Bells Beach hosted the 1970 world surfing championships, more famous for drug busts and bad behavior in country pubs than for the surfing, which was mainly conducted a two-hour drive away at Johanna, but the event launched Rip Curl Wetsuits. When Quiksilver splintered off from it to make board shorts a year later, the two small companies placed tiny Torquay at the forefront of the emerging global surf industry, and over the decades brought it both fame and prosperity.

But Bells remained famous for great surfing and bad behaviour. Doing my usual coverage of the event for a surf magazine in the mid-‘70s, I finished a close second to 1976 world champion Peter Townend in a purple flyer drinking contest, during which we both set fire to our beards. Driving home to our rented flat a few blocks away, I smashed the company car into a brick wall. I kept my job, but I had to buy my own car.

The memories are mostly glorious, and if Bells comes back on the world tour, I’m definitely driving down there before I forget the way.

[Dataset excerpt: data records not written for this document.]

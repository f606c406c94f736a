//! Audio decoding using symphonia
//!
//! The estimator only needs a mono signal at a modest rate, so every input is
//! downmixed and resampled to [`ANALYSIS_SAMPLE_RATE`] with rubato.

use crate::error::{Result, StemsplitError};
use crate::types::AudioBuffer;
use rubato::{FftFixedInOut, Resampler};
use std::path::Path;
use symphonia::core::audio::SampleBuffer;
use symphonia::core::codecs::{Decoder, DecoderOptions, CODEC_TYPE_NULL};
use symphonia::core::errors::Error as SymphoniaError;
use symphonia::core::formats::{FormatOptions, FormatReader};
use symphonia::core::io::MediaSourceStream;
use symphonia::core::meta::MetadataOptions;
use symphonia::core::probe::Hint;
use tracing::{debug, trace};

/// Analysis sample rate (22050 Hz)
///
/// Key and tempo content sits well below 11 kHz.
pub const ANALYSIS_SAMPLE_RATE: u32 = 22050;

/// Largest input we attempt to decode (2 GB)
const MAX_FILE_SIZE: u64 = 2 * 1024 * 1024 * 1024;

/// Resampler chunk size in frames
const RESAMPLE_CHUNK: usize = 1024;

/// An opened audio track ready for packet decoding
struct OpenTrack {
    format: Box<dyn FormatReader>,
    decoder: Box<dyn Decoder>,
    track_id: u32,
    sample_rate: u32,
    channels: usize,
}

/// Decode an audio file to a mono buffer at [`ANALYSIS_SAMPLE_RATE`]
pub fn decode(path: &Path) -> Result<AudioBuffer> {
    let mut track = open_track(path)?;

    debug!(
        "Decoding {} @ {}Hz, {} channels",
        path.display(),
        track.sample_rate,
        track.channels
    );

    let mono = read_mono(path, &mut track)?;
    let samples = resample(&mono, track.sample_rate, ANALYSIS_SAMPLE_RATE);

    debug!(
        "Decoded {} samples ({:.2}s)",
        samples.len(),
        samples.len() as f64 / ANALYSIS_SAMPLE_RATE as f64
    );

    Ok(AudioBuffer::new(samples, ANALYSIS_SAMPLE_RATE))
}

fn open_track(path: &Path) -> Result<OpenTrack> {
    let size = std::fs::metadata(path)
        .map_err(|e| StemsplitError::decode_error(path, format!("Failed to read file metadata: {}", e)))?
        .len();
    if size > MAX_FILE_SIZE {
        return Err(StemsplitError::decode_error(
            path,
            format!(
                "File too large ({:.1} GB). Maximum supported size is 2 GB.",
                size as f64 / (1024.0 * 1024.0 * 1024.0)
            ),
        ));
    }

    let file = std::fs::File::open(path)
        .map_err(|e| StemsplitError::decode_error(path, format!("Failed to open file: {}", e)))?;
    let mss = MediaSourceStream::new(Box::new(file), Default::default());

    let mut hint = Hint::new();
    if let Some(ext) = path.extension().and_then(|e| e.to_str()) {
        hint.with_extension(ext);
    }

    let probed = symphonia::default::get_probe()
        .format(&hint, mss, &FormatOptions::default(), &MetadataOptions::default())
        .map_err(|e| StemsplitError::decode_error(path, format!("Failed to probe format: {}", e)))?;
    let format = probed.format;

    let track = format
        .tracks()
        .iter()
        .find(|t| t.codec_params.codec != CODEC_TYPE_NULL)
        .ok_or_else(|| StemsplitError::decode_error(path, "No audio tracks found"))?;

    let codec_params = track.codec_params.clone();
    let track_id = track.id;

    let decoder = symphonia::default::get_codecs()
        .make(&codec_params, &DecoderOptions::default())
        .map_err(|e| StemsplitError::decode_error(path, format!("Failed to create decoder: {}", e)))?;

    Ok(OpenTrack {
        format,
        decoder,
        track_id,
        sample_rate: codec_params.sample_rate.unwrap_or(44100),
        channels: codec_params.channels.map(|c| c.count()).unwrap_or(2),
    })
}

/// Read every packet of the track, averaging channels into one signal
fn read_mono(path: &Path, track: &mut OpenTrack) -> Result<Vec<f32>> {
    let mut mono = Vec::new();

    loop {
        let packet = match track.format.next_packet() {
            Ok(packet) => packet,
            Err(SymphoniaError::IoError(e)) if e.kind() == std::io::ErrorKind::UnexpectedEof => {
                break;
            }
            Err(e) => {
                return Err(StemsplitError::decode_error(path, format!("Failed to read packet: {}", e)));
            }
        };

        if packet.track_id() != track.track_id {
            continue;
        }

        let decoded = match track.decoder.decode(&packet) {
            Ok(decoded) => decoded,
            Err(SymphoniaError::DecodeError(e)) => {
                trace!("Skipping corrupted frame: {}", e);
                continue;
            }
            Err(e) => {
                return Err(StemsplitError::decode_error(path, format!("Decode error: {}", e)));
            }
        };

        let spec = *decoded.spec();
        let mut sample_buf = SampleBuffer::<f32>::new(decoded.frames() as u64, spec);
        sample_buf.copy_interleaved_ref(decoded);
        mono.extend(to_mono(sample_buf.samples(), spec.channels.count()));
    }

    Ok(mono)
}

/// Average interleaved frames into a single channel
fn to_mono(samples: &[f32], channels: usize) -> Vec<f32> {
    if channels <= 1 {
        return samples.to_vec();
    }

    samples
        .chunks(channels)
        .map(|frame| frame.iter().sum::<f32>() / channels as f32)
        .collect()
}

/// FFT-based resampling with rubato, trimming the zero-padded tail
fn resample(samples: &[f32], from_rate: u32, to_rate: u32) -> Vec<f32> {
    if from_rate == to_rate || samples.is_empty() {
        return samples.to_vec();
    }

    let mut resampler =
        match FftFixedInOut::<f32>::new(from_rate as usize, to_rate as usize, RESAMPLE_CHUNK, 1) {
            Ok(r) => r,
            Err(e) => {
                debug!("Rubato initialization failed ({}), using linear interpolation", e);
                return resample_linear(samples, from_rate, to_rate);
            }
        };

    let frames_in = resampler.input_frames_next();
    let ratio = to_rate as f64 / from_rate as f64;
    let expected_len = (samples.len() as f64 * ratio).ceil() as usize;
    let mut output = Vec::with_capacity(expected_len + resampler.output_frames_next());

    for chunk in samples.chunks(frames_in) {
        let mut block = chunk.to_vec();
        block.resize(frames_in, 0.0);

        match resampler.process(&[block], None) {
            Ok(mut channels) => {
                if let Some(channel) = channels.pop() {
                    output.extend(channel);
                }
            }
            Err(e) => {
                debug!("Rubato processing error ({}), using linear interpolation", e);
                return resample_linear(samples, from_rate, to_rate);
            }
        }
    }

    output.truncate(expected_len);
    output
}

/// Linear interpolation, used only when rubato cannot be set up
fn resample_linear(samples: &[f32], from_rate: u32, to_rate: u32) -> Vec<f32> {
    if samples.is_empty() || from_rate == to_rate {
        return samples.to_vec();
    }

    let step = from_rate as f64 / to_rate as f64;
    let output_len = (samples.len() as f64 / step) as usize;
    let last = samples.len() - 1;

    (0..output_len)
        .map(|i| {
            let pos = i as f64 * step;
            let idx = pos as usize;
            let frac = (pos - idx as f64) as f32;
            if idx < last {
                samples[idx] * (1.0 - frac) + samples[idx + 1] * frac
            } else {
                samples[last]
            }
        })
        .collect()
}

Noosa all the way at the state longboards

If further evidence was needed of the current strength of the Noosa Malibu Club in the longboard world, it was certainly provided at last weekend’s Queensland Longboard Titles, the final event of the Queensland Surf Festival at Coolum.

Okay, technically speaking, Bowie Pollard is from the other end of the coast, but he’s a smiling fixture in Noosa where he’s picked up many titles, so let’s start by claiming his win in the Open Men’s, with Noosa’s Nic and Zac Brewer in the minors. Then we had world tour Noosa surfers Emily Lethbridge and Kirra Molnar go one and two in the Open Women, with Em’s sister Charlotte also on the podium.

In the juniors, Noosa’s adopted daughters Luca Doble and Mia Waite went one and two in the girls, while the Smales brothers, Landen and Kaiden, did the same in the boys.

In the seniors, evergreen Josh Constable took out the over 40 men’s, while Wally Allan and Hayden Swan went one and two in the over 50s, then reversed it in the over 55s. Peppie Simpson took out the over 60 women, while her beau Albie Curtis won the over 65 men ahead of Ian Borland.

Apologies if I missed anybody out, but great team effort, Mal Club.